Réalisateur : Shôhei Imamura
Acteurs : Ken Ogata, Rentarô Mikuni, Chôchô Miyako,...
Distributeur : The Jokers Films / Les Bookmakers
Budget : -
Genre : Drame, Thriller.
Nationalité : Japonais.
Durée : 2h10min.

Date de sortie : 24 novembre 1982
Date de ressortie : 11 mai 2022

Synopsis :
En octobre 1963, la police découvre les cadavres de deux collecteurs de taxes dans la campagne. Le suspect est l’un de leurs collègues : Iwao Enokizu, un escroc plusieurs fois condamné. Réfugié dans une auberge d’Hamatsu, Enokizu se fait passer pour un professeur d’université et poursuit ses méfaits alors que son portrait est affiché dans tout le Japon. L’histoire vraie d’un tueur sans scrupules que la société a transformé en monstre.



Critique :


Même s'il a fait ses gammes auprès de la légende Yasujiro Ozu, Shôhei Imamura a toujours plus où moins méprisé le classicisme de son illustre aîné, préférant épouser les courbes d'un cinéma résolument moins conventionnel mais surtout férocement plus désordonné.
Fer de lance de la " Nouvelle Vague " nippone, La Vengeance est à moi, chapeauté onze ans après la chaotique production de son Le profond désir des Dieux, se veut comme une vision férocement acide et violent du Japon moderne, dans la droite lignée des envolées furieuses de l'époque signées Hiroshi Teshigahara, Seijun Suzuki, Toshio Matsumoto où encore Nagisa Ôshima.
Dans les exactions macabres d'Iwao Enokizu (Ken Ogata, d'une intensité absolument incroyable), elles-mêmes inspirées de celles réelles de Akira Nishiguchi (que le film adapte en se basant notamment sur le roman biographique de Ryuzo Saki), Imamura trouve l'allégorique parfaite pour pointer de manière austère et dérangeante les travers idéologiques de la quête de modernité d'une société toujours savamment engoncé dans ses traditions.
Fable sanglante sur un sociopathe solitaire, dont la dérivation vers le côté obscur n'est pas le noyau central d'un récit tout aussi chaotique que peut l'être sa vie et son esprit, le scénario de Masaru Baba tout du long s'amuse à rendre complexe sa narration en multipliant les flashbacks et les sauts dans le temps, des pièces de puzzle jetées violemment au spectateur pour faire croire qu'Imamura tente de déchiffrer l'indéchiffrable.

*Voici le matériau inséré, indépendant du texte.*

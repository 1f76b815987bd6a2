//! # Shipment Request
//!
//! The canonical input to rate aggregation.
//!
//! A [`ShipmentRequest`] is what callers build: addresses carry region
//! names as people write them. [`ShipmentRequest::resolve`] validates the
//! request and maps both regions through a [`RegionTable`], producing a
//! [`ResolvedShipment`]. Carrier adapters only ever receive the resolved
//! form.
//!
//! # Examples
//!
//! ```
//! use ship_rates::domain::entities::shipment::{Address, Dimensions, Package, ShipmentRequest};
//! use ship_rates::domain::value_objects::RegionTable;
//! use rust_decimal::Decimal;
//!
//! let origin = Address::new("Warehouse", "Monterrey", "Nuevo León", "64000");
//! let destination = Address::new("Ana", "Guadalajara", "Jalisco", "44100");
//! let package = Package::new(
//!     Decimal::new(6, 1),
//!     Dimensions::new(Decimal::new(40, 0), Decimal::new(10, 0), Decimal::new(50, 0)),
//! );
//!
//! let request = ShipmentRequest::builder(origin, destination)
//!     .package(package)
//!     .build();
//!
//! let resolved = request.resolve(&RegionTable::mexico()).unwrap();
//! assert_eq!(resolved.destination_region().as_str(), "JA");
//! ```

use crate::domain::errors::ValidationError;
use crate::domain::value_objects::{
    Currency, LengthUnit, PackageType, RegionCode, RegionTable, ServiceType, WeightUnit,
};
use rust_decimal::Decimal;
use serde::{Deserialize, Serialize};

/// A postal address with contact details.
///
/// `state` holds the human-readable region name until the request is
/// resolved.
#[derive(Debug, Clone, Default, PartialEq, Eq, Serialize, Deserialize)]
#[serde(default)]
pub struct Address {
    /// Contact name.
    pub name: String,
    /// Company name.
    pub company: String,
    /// Contact email.
    pub email: String,
    /// Contact phone.
    pub phone: String,
    /// Street name.
    pub street: String,
    /// Street number.
    pub number: String,
    /// District or colony.
    pub district: String,
    /// City.
    pub city: String,
    /// State or region name.
    pub state: String,
    /// ISO 3166 alpha-2 country code.
    pub country: String,
    /// Postal code.
    pub postal_code: String,
    /// Free-form delivery reference.
    pub reference: String,
}

impl Address {
    /// Creates a Mexican address with the fields rating depends on.
    #[must_use]
    pub fn new(
        name: impl Into<String>,
        city: impl Into<String>,
        state: impl Into<String>,
        postal_code: impl Into<String>,
    ) -> Self {
        Self {
            name: name.into(),
            city: city.into(),
            state: state.into(),
            postal_code: postal_code.into(),
            country: "MX".to_string(),
            ..Self::default()
        }
    }
}

/// Package dimensions.
#[derive(Debug, Clone, Copy, PartialEq, Eq, Serialize, Deserialize)]
pub struct Dimensions {
    /// Length.
    pub length: Decimal,
    /// Width.
    pub width: Decimal,
    /// Height.
    pub height: Decimal,
}

impl Dimensions {
    /// Creates dimensions.
    #[must_use]
    pub fn new(length: Decimal, width: Decimal, height: Decimal) -> Self {
        Self {
            length,
            width,
            height,
        }
    }

    /// Returns true if every side is strictly positive.
    #[must_use]
    pub fn all_positive(&self) -> bool {
        [self.length, self.width, self.height]
            .iter()
            .all(|d| *d > Decimal::ZERO)
    }
}

/// One package in a shipment.
#[derive(Debug, Clone, PartialEq, Eq, Serialize, Deserialize)]
pub struct Package {
    #[serde(default)]
    content: String,
    #[serde(default = "default_amount")]
    amount: u32,
    #[serde(default)]
    package_type: PackageType,
    weight: Decimal,
    #[serde(default)]
    weight_unit: WeightUnit,
    #[serde(default)]
    length_unit: LengthUnit,
    dimensions: Dimensions,
    #[serde(default)]
    declared_value: Decimal,
    #[serde(default)]
    insurance: Decimal,
}

fn default_amount() -> u32 {
    1
}

impl Package {
    /// Creates a single boxed package in kilograms and centimeters.
    #[must_use]
    pub fn new(weight: Decimal, dimensions: Dimensions) -> Self {
        Self {
            content: String::new(),
            amount: 1,
            package_type: PackageType::Box,
            weight,
            weight_unit: WeightUnit::Kg,
            length_unit: LengthUnit::Cm,
            dimensions,
            declared_value: Decimal::ZERO,
            insurance: Decimal::ZERO,
        }
    }

    /// Sets the content description.
    #[must_use]
    pub fn with_content(mut self, content: impl Into<String>) -> Self {
        self.content = content.into();
        self
    }

    /// Sets how many identical packages this entry stands for.
    #[must_use]
    pub fn with_amount(mut self, amount: u32) -> Self {
        self.amount = amount;
        self
    }

    /// Sets the packaging kind.
    #[must_use]
    pub fn with_package_type(mut self, package_type: PackageType) -> Self {
        self.package_type = package_type;
        self
    }

    /// Sets the units weight and dimensions are expressed in.
    #[must_use]
    pub fn with_units(mut self, weight_unit: WeightUnit, length_unit: LengthUnit) -> Self {
        self.weight_unit = weight_unit;
        self.length_unit = length_unit;
        self
    }

    /// Sets the declared value.
    #[must_use]
    pub fn with_declared_value(mut self, declared_value: Decimal) -> Self {
        self.declared_value = declared_value;
        self
    }

    /// Sets the insured amount.
    #[must_use]
    pub fn with_insurance(mut self, insurance: Decimal) -> Self {
        self.insurance = insurance;
        self
    }

    /// Returns the content description.
    #[inline]
    #[must_use]
    pub fn content(&self) -> &str {
        &self.content
    }

    /// Returns the package count.
    #[inline]
    #[must_use]
    pub fn amount(&self) -> u32 {
        self.amount
    }

    /// Returns the packaging kind.
    #[inline]
    #[must_use]
    pub fn package_type(&self) -> PackageType {
        self.package_type
    }

    /// Returns the weight.
    #[inline]
    #[must_use]
    pub fn weight(&self) -> Decimal {
        self.weight
    }

    /// Returns the weight unit.
    #[inline]
    #[must_use]
    pub fn weight_unit(&self) -> WeightUnit {
        self.weight_unit
    }

    /// Returns the length unit.
    #[inline]
    #[must_use]
    pub fn length_unit(&self) -> LengthUnit {
        self.length_unit
    }

    /// Returns the dimensions.
    #[inline]
    #[must_use]
    pub fn dimensions(&self) -> Dimensions {
        self.dimensions
    }

    /// Returns the declared value.
    #[inline]
    #[must_use]
    pub fn declared_value(&self) -> Decimal {
        self.declared_value
    }

    /// Returns the insured amount.
    #[inline]
    #[must_use]
    pub fn insurance(&self) -> Decimal {
        self.insurance
    }

    /// Checks that the package can be rated; `index` labels the error.
    ///
    /// # Errors
    ///
    /// Returns `ValidationError::InvalidPackage` for a zero amount,
    /// non-positive weight or dimensions, or a negative declared value or
    /// insurance.
    pub fn validate(&self, index: usize) -> Result<(), ValidationError> {
        if self.amount == 0 {
            return Err(ValidationError::invalid_package(
                index,
                "amount must be at least 1",
            ));
        }
        if self.weight <= Decimal::ZERO {
            return Err(ValidationError::invalid_package(
                index,
                "weight must be positive",
            ));
        }
        if !self.dimensions.all_positive() {
            return Err(ValidationError::invalid_package(
                index,
                "dimensions must be positive",
            ));
        }
        if self.declared_value < Decimal::ZERO || self.insurance < Decimal::ZERO {
            return Err(ValidationError::invalid_package(
                index,
                "declared value and insurance must not be negative",
            ));
        }
        Ok(())
    }
}

/// A shipment to be rated, as supplied by the caller.
///
/// Immutable once built.
#[derive(Debug, Clone, PartialEq, Eq, Serialize, Deserialize)]
pub struct ShipmentRequest {
    origin: Address,
    destination: Address,
    packages: Vec<Package>,
    currency: Currency,
    service_type: ServiceType,
}

impl ShipmentRequest {
    /// Returns a builder for constructing a request.
    #[must_use]
    pub fn builder(origin: Address, destination: Address) -> ShipmentRequestBuilder {
        ShipmentRequestBuilder::new(origin, destination)
    }

    /// Returns the origin address.
    #[inline]
    #[must_use]
    pub fn origin(&self) -> &Address {
        &self.origin
    }

    /// Returns the destination address.
    #[inline]
    #[must_use]
    pub fn destination(&self) -> &Address {
        &self.destination
    }

    /// Returns the packages in caller order.
    #[inline]
    #[must_use]
    pub fn packages(&self) -> &[Package] {
        &self.packages
    }

    /// Returns the currency quotes should be priced in.
    #[inline]
    #[must_use]
    pub fn currency(&self) -> &Currency {
        &self.currency
    }

    /// Returns the service type hint.
    #[inline]
    #[must_use]
    pub fn service_type(&self) -> ServiceType {
        self.service_type
    }

    /// Validates the request and resolves both region names.
    ///
    /// # Errors
    ///
    /// - `ValidationError::NoPackages` if there are no packages
    /// - `ValidationError::InvalidPackage` for the first malformed package
    /// - `ValidationError::UnknownRegion` if either region is not in `regions`
    pub fn resolve(&self, regions: &RegionTable) -> Result<ResolvedShipment, ValidationError> {
        if self.packages.is_empty() {
            return Err(ValidationError::NoPackages);
        }
        for (index, package) in self.packages.iter().enumerate() {
            package.validate(index)?;
        }

        let origin_region = regions
            .lookup(&self.origin.state)
            .cloned()
            .ok_or_else(|| ValidationError::unknown_region("origin", &self.origin.state))?;
        let destination_region = regions
            .lookup(&self.destination.state)
            .cloned()
            .ok_or_else(|| {
                ValidationError::unknown_region("destination", &self.destination.state)
            })?;

        Ok(ResolvedShipment {
            request: self.clone(),
            origin_region,
            destination_region,
        })
    }
}

/// Builder for [`ShipmentRequest`].
#[derive(Debug, Clone)]
pub struct ShipmentRequestBuilder {
    origin: Address,
    destination: Address,
    packages: Vec<Package>,
    currency: Currency,
    service_type: ServiceType,
}

impl ShipmentRequestBuilder {
    /// Creates a builder priced in MXN for parcel service.
    #[must_use]
    pub fn new(origin: Address, destination: Address) -> Self {
        Self {
            origin,
            destination,
            packages: Vec::new(),
            currency: Currency::mxn(),
            service_type: ServiceType::Parcel,
        }
    }

    /// Appends a package.
    #[must_use]
    pub fn package(mut self, package: Package) -> Self {
        self.packages.push(package);
        self
    }

    /// Appends several packages.
    #[must_use]
    pub fn packages(mut self, packages: impl IntoIterator<Item = Package>) -> Self {
        self.packages.extend(packages);
        self
    }

    /// Sets the currency.
    #[must_use]
    pub fn currency(mut self, currency: Currency) -> Self {
        self.currency = currency;
        self
    }

    /// Sets the service type hint.
    #[must_use]
    pub fn service_type(mut self, service_type: ServiceType) -> Self {
        self.service_type = service_type;
        self
    }

    /// Builds the request.
    #[must_use]
    pub fn build(self) -> ShipmentRequest {
        ShipmentRequest {
            origin: self.origin,
            destination: self.destination,
            packages: self.packages,
            currency: self.currency,
            service_type: self.service_type,
        }
    }
}

/// A validated shipment whose regions are carrier codes.
///
/// Only [`ShipmentRequest::resolve`] creates one.
#[derive(Debug, Clone, PartialEq, Eq)]
pub struct ResolvedShipment {
    request: ShipmentRequest,
    origin_region: RegionCode,
    destination_region: RegionCode,
}

impl ResolvedShipment {
    /// Returns the underlying request.
    #[inline]
    #[must_use]
    pub fn request(&self) -> &ShipmentRequest {
        &self.request
    }

    /// Returns the resolved origin region code.
    #[inline]
    #[must_use]
    pub fn origin_region(&self) -> &RegionCode {
        &self.origin_region
    }

    /// Returns the resolved destination region code.
    #[inline]
    #[must_use]
    pub fn destination_region(&self) -> &RegionCode {
        &self.destination_region
    }

    /// Returns the currency quotes should be priced in.
    #[inline]
    #[must_use]
    pub fn currency(&self) -> &Currency {
        self.request.currency()
    }
}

Copyright The Jokers / Les Bookmakers

Hors le cinéaste n'est pas forcément attirer par l'idée de résoudre cette équation, aussi intéressé qu'il est par le fétichisme entourant la banalité des instants autour des duperies et des meurtres que les actes eux-mêmes.
Plus en tout cas que les contours du drame oedipien et de la haine paternelle (là où il est amoureusement attaché à sa mère attentionnée) qui justifierait - en partie, tout comme la violence de l'occupation américaine - le manque d'empathie glaciale d'Enokizu mais aussi et surtout sa sauvagerie primaire.
Mise en images terrifiante et à la lisière du documentaire d'un sociopathe qui exploite les désirs matériels de l'influence occidentale afin de laisser exploser ses instincts, et dont la (les ?) personnalité fragmentée n'est que le symbole d'une nation elle-même schizophrène et confuse coincée entre traditions et aspirations modernes et économiques; La Vengeance est à moi est une oeuvre puissante et impressionnante dans sa manière cynique de sonder les convictions sociales du Japon des 60s, entre un humanisme faussement vanté et une politique capitaliste visant à épuiser et dévorer les âmes.
D'une crudité folle, la vision d'Imamura ne donne jamais clairement de justification/explication concrète aux motivations d'Enokizu, comme si l'idée même de se réconforter à l'idée de pouvoir décortiquer les raisons d'actes supposément irrationnels d'un homme qui ayant tourné le dos aux trois piliers de l'autorité nippone - l'Empereur, le père et la religion -, ne servait à rien.
Cynique donc, mais tout aussi effrayant à la fois.